È reato suonare di notte il campanello del vicino

di Giulio Benedetti

La convivenza all'interno dei condomini è spesso assai difficile e la conflittualità si riverbera all'interno delle assemblee e nei rapporti tra i proprietari e l'amministratore. I reati sentinella di tale difficoltà esistenziale sono quelli relativi al rumore (art. 659 c.p.) , agli atti persecutori (art. 612 bis c.p.) e alle molestie (art. 660 c.p.) .
Gli atti persecutori , per essere penalmente rilevanti, devono consistere in condotte reiterate con cui taluno minaccia o molesta un vicino in modo da cagionare un perdurante e grave stato di ansia e di paura , ovvero da ingenerare un fondato timore per l'incolumità sua o di un congiunto o di una persona a cui è legato affettivamente , ovvero da costringerlo a cambiare le abitudini di vita . Il reato è doloso ed è punito severamente , ma non sempre è contestabile per quanto usualmente avviene nel condominio , dove avvengono fatti ugualmente deplorevoli, ma di tipo minore.
Assai più ricorrente è l'ipotesi della molestia con la quale una persona «in un luogo pubblico o aperto al pubblico o con l'uso del telefono , per petulanza o per altro biasimevole motivo , reca a taluno molestia o disturbo». Il reato è una contravvenzione , punita in misura minore , e l'agente può commetterla sia con intenzione , con dolo, o per colpa , vale a dire per negligenza , imprudenza od imperizia.
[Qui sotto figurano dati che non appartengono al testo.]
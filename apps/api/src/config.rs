use std::path::PathBuf;

use anyhow::{Context, Result};

/// Application configuration loaded from environment variables.
/// Panics at startup if required variables are missing.
#[derive(Debug, Clone)]
pub struct Config {
    /// Directory holding the fitted vectorizer, classifier, and label artifacts.
    pub artifacts_dir: PathBuf,
    pub port: u16,
    pub rust_log: String,
    /// Upper bound on the uploaded document body, in bytes.
    pub max_upload_bytes: usize,
}

const DEFAULT_MAX_UPLOAD_BYTES: usize = 10 * 1024 * 1024;

impl Config {
    pub fn from_env() -> Result<Self> {
        dotenvy::dotenv().ok(); // load .env if present; ignore if missing

        Ok(Config {
            artifacts_dir: PathBuf::from(require_env("ARTIFACTS_DIR")?),
            port: std::env::var("PORT")
                .unwrap_or_else(|_| "8080".to_string())
                .parse::<u16>()
                .context("PORT must be a valid port number")?,
            rust_log: std::env::var("RUST_LOG").unwrap_or_else(|_| "info".to_string()),
            max_upload_bytes: match std::env::var("MAX_UPLOAD_BYTES") {
                Ok(v) => v
                    .parse::<usize>()
                    .context("MAX_UPLOAD_BYTES must be a byte count")?,
                Err(_) => DEFAULT_MAX_UPLOAD_BYTES,
            },
        })
    }
}

fn require_env(key: &str) -> Result<String> {
    std::env::var(key).with_context(|| format!("Required environment variable '{key}' is not set"))
}
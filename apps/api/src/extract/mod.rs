//! Document text extraction.
//!
//! One upload in, one plain-text string out. The format set is closed:
//! a declared extension outside {pdf, docx, txt} is rejected before any
//! bytes are parsed.

use thiserror::Error;

pub mod docx;
pub mod pdf;
pub mod txt;

/// The closed set of supported upload formats.
#[derive(Debug, Clone, Copy, PartialEq, Eq)]
pub enum DocumentFormat {
    Pdf,
    Docx,
    Txt,
}

#[derive(Debug, Error)]
pub enum ExtractError {
    #[error("Unsupported file type '{0}'. Please upload PDF, DOCX, or TXT.")]
    UnsupportedFormat(String),

    #[error("PDF extraction failed: {0}")]
    Pdf(String),

    #[error("DOCX extraction failed: {0}")]
    Docx(String),
}

impl DocumentFormat {
    /// Maps a filename to a format by its final dot-separated segment,
    /// case-insensitively. A name without a dot is treated as being all
    /// extension.
    pub fn from_filename(filename: &str) -> Result<Self, ExtractError> {
        let ext = filename
            .rsplit('.')
            .next()
            .unwrap_or(filename)
            .to_ascii_lowercase();
        match ext.as_str() {
            "pdf" => Ok(DocumentFormat::Pdf),
            "docx" => Ok(DocumentFormat::Docx),
            "txt" => Ok(DocumentFormat::Txt),
            _ => Err(ExtractError::UnsupportedFormat(ext)),
        }
    }
}

/// Extracts the plain-text content of an uploaded document.
///
/// Reads the whole byte slice in one pass; nothing is persisted.
pub fn extract(data: &[u8], format: DocumentFormat) -> Result<String, ExtractError> {
    match format {
        DocumentFormat::Pdf => pdf::extract_text(data),
        DocumentFormat::Docx => docx::extract_text(data),
        DocumentFormat::Txt => Ok(txt::extract_text(data)),
    }
}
Occorre notare che nel processo la persona offesa può costituirsi parte civile per ottenere il risarcimento dei danni . Invero , per l'art. 185 c.p., ogni reato, che abbia cagionato un danno patrimoniale o non patrimoniale , obbliga al risarcimento il colpevole o le persone che a norma delle leggi civili debbono rispondere per il suo fatto.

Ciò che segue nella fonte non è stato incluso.